Le taux d'intérêt négatif de la BCE

12 juin 2014

Le mandat de la Banque centrale européenne (BCE) est d’assurer la stabilité des prix en poursuivant l’objectif d’un taux d’inflation inférieur à, mais proche de 2 % à moyen terme. Comme le font la plupart des banques centrales, la BCE influence l’évolution de l’inflation en fixant les taux d’intérêt. Si la banque centrale décide de lutter contre une inflation trop élevée, elle relève en général les taux d’intérêt, rendant le crédit plus cher et l’épargne plus attrayante. À l’inverse, si elle souhaite s’opposer à une inflation trop basse, elle les baisse.
Dans la mesure où l’inflation dans la zone euro devrait rester à un niveau largement inférieur à 2 % pendant une période prolongée, le Conseil des gouverneurs de la BCE a jugé qu’il était nécessaire d’abaisser les taux d’intérêt. La BCE peut agir sur trois taux principaux : le taux d’intérêt des opérations principales de refinancement, le taux de la facilité de prêt marginal applicable aux prêts au jour le jour accordés aux banques et le taux de la facilité de dépôt. Le taux des opérations principales de refinancement est le taux auquel les banques peuvent régulièrement emprunter des fonds auprès de la BCE, tandis que celui de la facilité de dépôt est le taux que les banques reçoivent pour les fonds qu’elles placent auprès de la banque centrale. Les trois taux ont été abaissés.
Afin de préserver le bon fonctionnement du marché monétaire sur lequel les banques commerciales se prêtent mutuellement des fonds, ces taux ne peuvent être trop proches l’un de l’autre. Comme le taux de la facilité de dépôt se situait à 0 % et que celui des opérations principales de refinancement était de 0,25 %, une réduction à 0,15 % de ce dernier a conduit à ramener le taux de la facilité de dépôt à − 0,10 % pour maintenir un certain corridor.
Cette réduction est une des mesures visant à garantir le maintien de la stabilité des prix à moyen terme, qui est une condition nécessaire pour assurer une croissance soutenable dans la zone euro.

Dois-je maintenant payer ma banque pour qu’elle garde mon épargne ? Quelles sont les répercussions de ce taux de dépôt négatif pour mon épargne ?

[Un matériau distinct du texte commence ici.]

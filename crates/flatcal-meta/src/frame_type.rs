/// What kind of calibration or science frame a file contains.
///
/// Ordering of the match list in [`FrameType::classify`] matters: compound
/// tokens must be checked before the substrings they contain, or `DARK`
/// would swallow `MASTERDARKFLAT` before it gets a chance to match.
#[derive(Debug, Clone, Copy, PartialEq, Eq, Hash)]
pub enum FrameType {
    Unknown,
    Light,
    Flat,
    Dark,
    DarkFlat,
    Bias,
    MasterFlat,
    MasterDark,
    MasterDarkFlat,
    MasterBias,
}

impl FrameType {
    pub fn is_dark_class(self) -> bool {
        matches!(
            self,
            Self::Dark | Self::DarkFlat | Self::MasterDark | Self::MasterDarkFlat
        )
    }

    pub fn is_bias_class(self) -> bool {
        matches!(self, Self::Bias | Self::MasterBias)
    }

    /// Longest-compound-wins token matching against an upper-cased string,
    /// used for both the header image-type string and the filename.
    fn classify(haystack_upper: &str) -> Self {
        const PRIORITY: &[(&str, FrameType)] = &[
            ("MASTERDARKFLAT", FrameType::MasterDarkFlat),
            ("MASTERDARK", FrameType::MasterDark),
            ("DARKFLAT", FrameType::DarkFlat),
            ("DARK", FrameType::Dark),
            ("MASTERFLAT", FrameType::MasterFlat),
            ("FLAT", FrameType::Flat),
            ("MASTERBIAS", FrameType::MasterBias),
            ("BIAS", FrameType::Bias),
            ("LIGHT", FrameType::Light),
        ];
        for (token, ty) in PRIORITY {
            if haystack_upper.contains(token) {
                return *ty;
            }
        }
        Self::Unknown
    }

    /// Infers frame type from the header's image-type string first, falling
    /// back to the filename when the header doesn't give a recognized type
    /// (matches the invariant that inference is deterministic from headers
    /// and, failing that, from the filename).
    pub fn infer(header_image_type: Option<&str>, filename: &str) -> Self {
        if let Some(header_type) = header_image_type {
            let from_header = Self::classify(&header_type.to_ascii_uppercase());
            if from_header != Self::Unknown {
                return from_header;
            }
        }
        Self::classify(&filename.to_ascii_uppercase())
    }
}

Il n’y aura aucune incidence directe sur votre épargne. Seules les banques qui déposent des fonds sur certains comptes à la BCE devront payer pour ce faire. Bien évidemment, les banques commerciales peuvent décider d’abaisser les taux d’intérêt offerts aux épargnants. Mais parallèlement, les consommateurs et les entreprises peuvent emprunter à moindre coût, ce qui contribue à stimuler la reprise économique.
Dans une économie de marché, le rendement de l’épargne est déterminé par l’offre et la demande. À titre d’exemple, les taux d’intérêt à long terme sont bas lorsque la croissance est faible et le rendement du capital insuffisant. En fait, les décisions de la BCE en matière de taux d’intérêt profiteront, en fin de compte, aux épargnants, car elles soutiennent la croissance et créent ainsi un climat permettant un retour progressif des taux d’intérêt à des niveaux plus élevés.

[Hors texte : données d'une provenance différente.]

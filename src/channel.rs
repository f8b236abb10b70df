use crate::config;
use crate::error::{Error, Result};
use crate::lightning::{self, lnrpc, LightningClient};
use futures::future::try_join_all;
use log::{info, trace};

/// The information necessary to open a set of channels in one funding
/// transaction.
#[derive(Debug)]
pub struct OpenRequest {
    /// Funding amount in satoshis per node public key
    pub nodes: Vec<(String, u64)>,
    pub sat_per_vb: u64,
}

/// The information necessary to close a set of channels.
#[derive(Debug)]
pub struct CloseRequest {
    /// Force-close flag per channel point
    pub channels: Vec<(String, bool)>,
    pub sat_per_vb: u64,
}

/// Handles the opening and closing of channels and their routing policy
/// updates.
pub struct Manager<'a, C> {
    lnd: &'a C,
    config: &'a config::ChannelManager,
}

impl<'a, C: LightningClient> Manager<'a, C> {
    pub fn new(config: &'a config::ChannelManager, lnd: &'a C) -> Self {
        Manager { lnd, config }
    }

    /// Opens every requested channel in a single batched funding
    /// transaction.
    pub async fn open(&self, request: OpenRequest) -> Result<()> {
        let mut batch = Vec::with_capacity(request.nodes.len());

        for (public_key, amount) in &request.nodes {
            let node_pubkey = hex::decode(public_key)
                .map_err(|_| Error::InvalidPublicKey(public_key.clone()))?;

            batch.push(lnrpc::BatchOpenChannel {
                node_pubkey,
                local_funding_amount: *amount as i64,
                base_fee: self.config.base_fee_msat,
                use_base_fee: true,
                fee_rate: self.config.fee_rate_ppm,
                use_fee_rate: true,
                ..Default::default()
            });
        }

        trace!("Channel manager: batch open request channels: {batch:?}");

        let txid = self
            .lnd
            .batch_open_channel(lnrpc::BatchOpenChannelRequest {
                channels: batch,
                min_confs: self.config.min_conf,
                sat_per_vbyte: request.sat_per_vb as i64,
                spend_unconfirmed: false,
                label: "Hydrus".to_string(),
                coin_selection_strategy: lnrpc::CoinSelectionStrategy::StrategyUseGlobalConfig
                    as i32,
                ..Default::default()
            })
            .await?;

        info!("Channel manager: opening channels in transaction {txid:?}");
        Ok(())
    }

    /// Closes every requested channel, one task per channel. The first
    /// error cancels the remaining closes.
    pub async fn close(&self, request: CloseRequest) -> Result<()> {
        let closes = request
            .channels
            .iter()
            .map(|(channel_point, force)| self.close_channel(request.sat_per_vb, channel_point, *force));

        try_join_all(closes).await.map(|_| ())
    }

    async fn close_channel(&self, sat_per_vb: u64, channel_point: &str, force: bool) -> Result<()> {
        let chan_point = lightning::parse_channel_point(channel_point)?;

        let request = lnrpc::CloseChannelRequest {
            channel_point: Some(chan_point),
            sat_per_vbyte: sat_per_vb,
            max_fee_per_vbyte: self.config.max_sat_vb,
            force,
            ..Default::default()
        };

        let mut stream = self.lnd.close_channel(request).await?;

        while let Some(update) = stream.recv().await? {
            if let Some(lnrpc::close_status_update::Update::ClosePending(pending)) = update.update {
                info!(
                    "Channel manager: closing channel on outpoint {channel_point:?} in transaction {}",
                    lightning::txid_to_string(&pending.txid),
                );
                return Ok(());
            }
        }

        Err(Error::RpcCallFailed {
            call: "CloseChannel",
            status: format!("stream for {channel_point:?} ended without a close pending update"),
        })
    }

    /// Rewrites the routing policy of a single channel, keeping its base
    /// fee and time lock delta.
    pub async fn update_policy(
        &self,
        channel_point: &str,
        base_fee_msat: u64,
        fee_rate_ppm: u64,
        max_htlc_msat: u64,
        time_lock_delta: u64,
    ) -> Result<()> {
        self.lnd
            .update_channel_policy(
                channel_point,
                base_fee_msat,
                fee_rate_ppm,
                max_htlc_msat,
                time_lock_delta,
            )
            .await
    }
}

Mais pourquoi « punir » les épargnants et « récompenser » les emprunteurs ?

L’activité essentielle d’une banque centrale consiste à rendre plus ou moins attrayant, pour les ménages et les entreprises, le crédit ou l’épargne, il ne s’agit pas de punir ou de récompenser qui que ce soit. En réduisant les taux d’intérêt et en rendant ainsi l’épargne moins attrayante et le crédit plus intéressant, la banque centrale incite les gens à dépenser leur argent ou à investir. Si, par ailleurs, une banque centrale relève les taux d’intérêt, l’incitation inverse, consistant globalement à favoriser l’épargne au détriment des dépenses, peut contribuer à ralentir l’activité dans une économie qui doit faire face à une forte inflation. Cette attitude n’est pas le seul fait de la BCE, elle concerne l’ensemble des banques centrales.

Les banques peuvent-elles échapper au taux négatif appliqué à la facilité de dépôt ? Ne pourraient-elles pas décider, par exemple, de détenir un encours de billets plus important ?

Si une banque détient un volume de monnaie plus élevé que le montant requis au titre des réserves obligatoires et ne souhaite pas prêter des fonds à d’autres banques commerciales, elle a le choix entre deux options : détenir cette monnaie sur un compte ouvert dans les livres de la banque centrale ou la détenir sous forme de numéraire. Mais la détention d’espèces entraîne également certains frais − en raison notamment de la nécessité de stocker les billets dans un lieu très sécurisé. Il est donc peu probable qu’une banque opte pour cette solution. Il est plus vraisemblable que les banques décideront soit de prêter des fonds à d’autres banques soit de payer le taux d’intérêt négatif sur les dépôts.